What you will do:
Check every line of the data below for the string "OffByOne", and copy the ones that hold it.

Information shown:
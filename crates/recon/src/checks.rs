//! Consistency checker for paired objects.
//!
//! Per object: completeness first, then the six cross-dataset relations.
//! Every violation is reported and evaluation continues with the next
//! relation and the next object.

use crate::diagnostics::{DiagnosticPath, Diagnostics, Severity};
use crate::model::{Dataset, PairedObject, TypedRow, ValidateOptions, Value};
use crate::schema::fields;

#[derive(Debug, Clone, Copy, PartialEq, Eq)]
pub enum Verdict {
    Consistent,
    Inconsistent,
    /// Excluded under skip-missing because of a null field.
    Skipped,
}

// ---------------------------------------------------------------------------
// Numeric comparison
// ---------------------------------------------------------------------------

#[derive(Debug, Clone, Copy)]
enum Number {
    Int(i64),
    Float(f64),
}

impl Number {
    fn of(value: &Value) -> Option<Self> {
        match value {
            Value::Int(i) => Some(Self::Int(*i)),
            Value::Float(x) => Some(Self::Float(*x)),
            Value::Text(_) => None,
        }
    }

    fn as_f64(self) -> f64 {
        match self {
            Self::Int(i) => i as f64,
            Self::Float(x) => x,
        }
    }

    fn minus_one(self) -> Option<Self> {
        match self {
            Self::Int(i) => i.checked_sub(1).map(Self::Int),
            Self::Float(x) => Some(Self::Float(x - 1.0)),
        }
    }

    fn floor(self) -> Self {
        match self {
            Self::Int(i) => Self::Int(i),
            Self::Float(x) => Self::Float(x.floor()),
        }
    }
}

impl PartialEq for Number {
    fn eq(&self, other: &Self) -> bool {
        match (self, other) {
            (Self::Int(a), Self::Int(b)) => a == b,
            _ => self.as_f64() == other.as_f64(),
        }
    }
}

// ---------------------------------------------------------------------------
// Relations
// ---------------------------------------------------------------------------

#[derive(Debug, Clone, Copy)]
enum Relation {
    /// `meta == props`
    Equal,
    /// `meta == props - 1`
    OffByOne,
    /// `meta == floor(props)`
    Floor,
}

struct Check {
    field: &'static str,
    relation: Relation,
    /// Short label used in messages for the bounding-box fields.
    label: &'static str,
}

const CHECKS: [Check; 6] = [
    Check { field: fields::XMIN, relation: Relation::Equal, label: "Xmin" },
    Check { field: fields::YMIN, relation: Relation::Equal, label: "Ymin" },
    Check { field: fields::XMAX, relation: Relation::OffByOne, label: "Xmax" },
    Check { field: fields::YMAX, relation: Relation::OffByOne, label: "Ymax" },
    Check { field: fields::CENTROID_X, relation: Relation::Floor, label: fields::CENTROID_X },
    Check { field: fields::CENTROID_Y, relation: Relation::Floor, label: fields::CENTROID_Y },
];

impl Check {
    fn holds(&self, meta: Number, props: Number) -> bool {
        match self.relation {
            Relation::Equal => meta == props,
            Relation::OffByOne => props.minus_one().is_some_and(|p| meta == p),
            Relation::Floor => meta == props.floor(),
        }
    }

    fn violation(&self, id: u64) -> String {
        let label = self.label;
        match self.relation {
            Relation::Equal => format!("meta[{id}][{label}] and props[{id}][{label}] do not match"),
            Relation::OffByOne => {
                format!("meta[{id}][{label}] and props[{id}][{label}] are not off by one")
            }
            Relation::Floor => format!("meta[{id}][{label}] is not the floor of props[{id}][{label}]"),
        }
    }
}

// ---------------------------------------------------------------------------
// Per-object check
// ---------------------------------------------------------------------------

fn report_nulls(
    row: &TypedRow,
    dataset: Dataset,
    id: u64,
    options: &ValidateOptions,
    diags: &mut Diagnostics,
    path: &DiagnosticPath,
) -> bool {
    let mut any = false;
    for field in row.null_fields() {
        any = true;
        let at = path.with_dataset(dataset).with_field(field);
        if options.skip_missing {
            diags.skip(&at, format!("{dataset}[{id}][{field}] is missing (skipping this record)"));
        } else {
            diags.integrity(Severity::Error, &at, format!("{dataset}[{id}][{field}] is missing"));
        }
    }
    any
}

fn numeric(
    row: &TypedRow,
    dataset: Dataset,
    field: &str,
    id: u64,
    diags: &mut Diagnostics,
    path: &DiagnosticPath,
) -> Result<Option<Number>, ()> {
    match row.get(field) {
        None => Ok(None),
        Some(value) => match Number::of(value) {
            Some(n) => Ok(Some(n)),
            None => {
                diags.integrity(
                    Severity::Error,
                    &path.with_dataset(dataset).with_field(field),
                    format!("{dataset}[{id}][{field}] is not numeric"),
                );
                Err(())
            }
        },
    }
}

/// Check one paired object. `path` should already name the file.
pub fn check_pair(
    pair: &PairedObject,
    options: &ValidateOptions,
    diags: &mut Diagnostics,
    path: &DiagnosticPath,
) -> Verdict {
    let id = pair.identity;
    let path = path.with_identity(id);

    let meta_nulls = report_nulls(&pair.meta, Dataset::Meta, id, options, diags, &path);
    let props_nulls = report_nulls(&pair.props, Dataset::Props, id, options, diags, &path);
    let has_nulls = meta_nulls || props_nulls;
    if has_nulls && options.skip_missing {
        return Verdict::Skipped;
    }

    let mut consistent = !has_nulls;
    for check in &CHECKS {
        let meta = numeric(&pair.meta, Dataset::Meta, check.field, id, diags, &path);
        let props = numeric(&pair.props, Dataset::Props, check.field, id, diags, &path);
        match (meta, props) {
            (Ok(Some(m)), Ok(Some(p))) => {
                if !check.holds(m, p) {
                    diags.integrity(Severity::Warning, &path.with_field(check.field), check.violation(id));
                    consistent = false;
                }
            }
            // Null side already reported by the completeness pass
            (Ok(_), Ok(_)) => {}
            _ => consistent = false,
        }
    }

    if consistent {
        Verdict::Consistent
    } else {
        Verdict::Inconsistent
    }
}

Finished exercise:
    OffByOne,
    Check { field: fields::XMAX, relation: Relation::OffByOne, label: "Xmax" },
    Check { field: fields::YMAX, relation: Relation::OffByOne, label: "Ymax" },
            Relation::OffByOne => props.minus_one().is_some_and(|p| meta == p),
            Relation::OffByOne => {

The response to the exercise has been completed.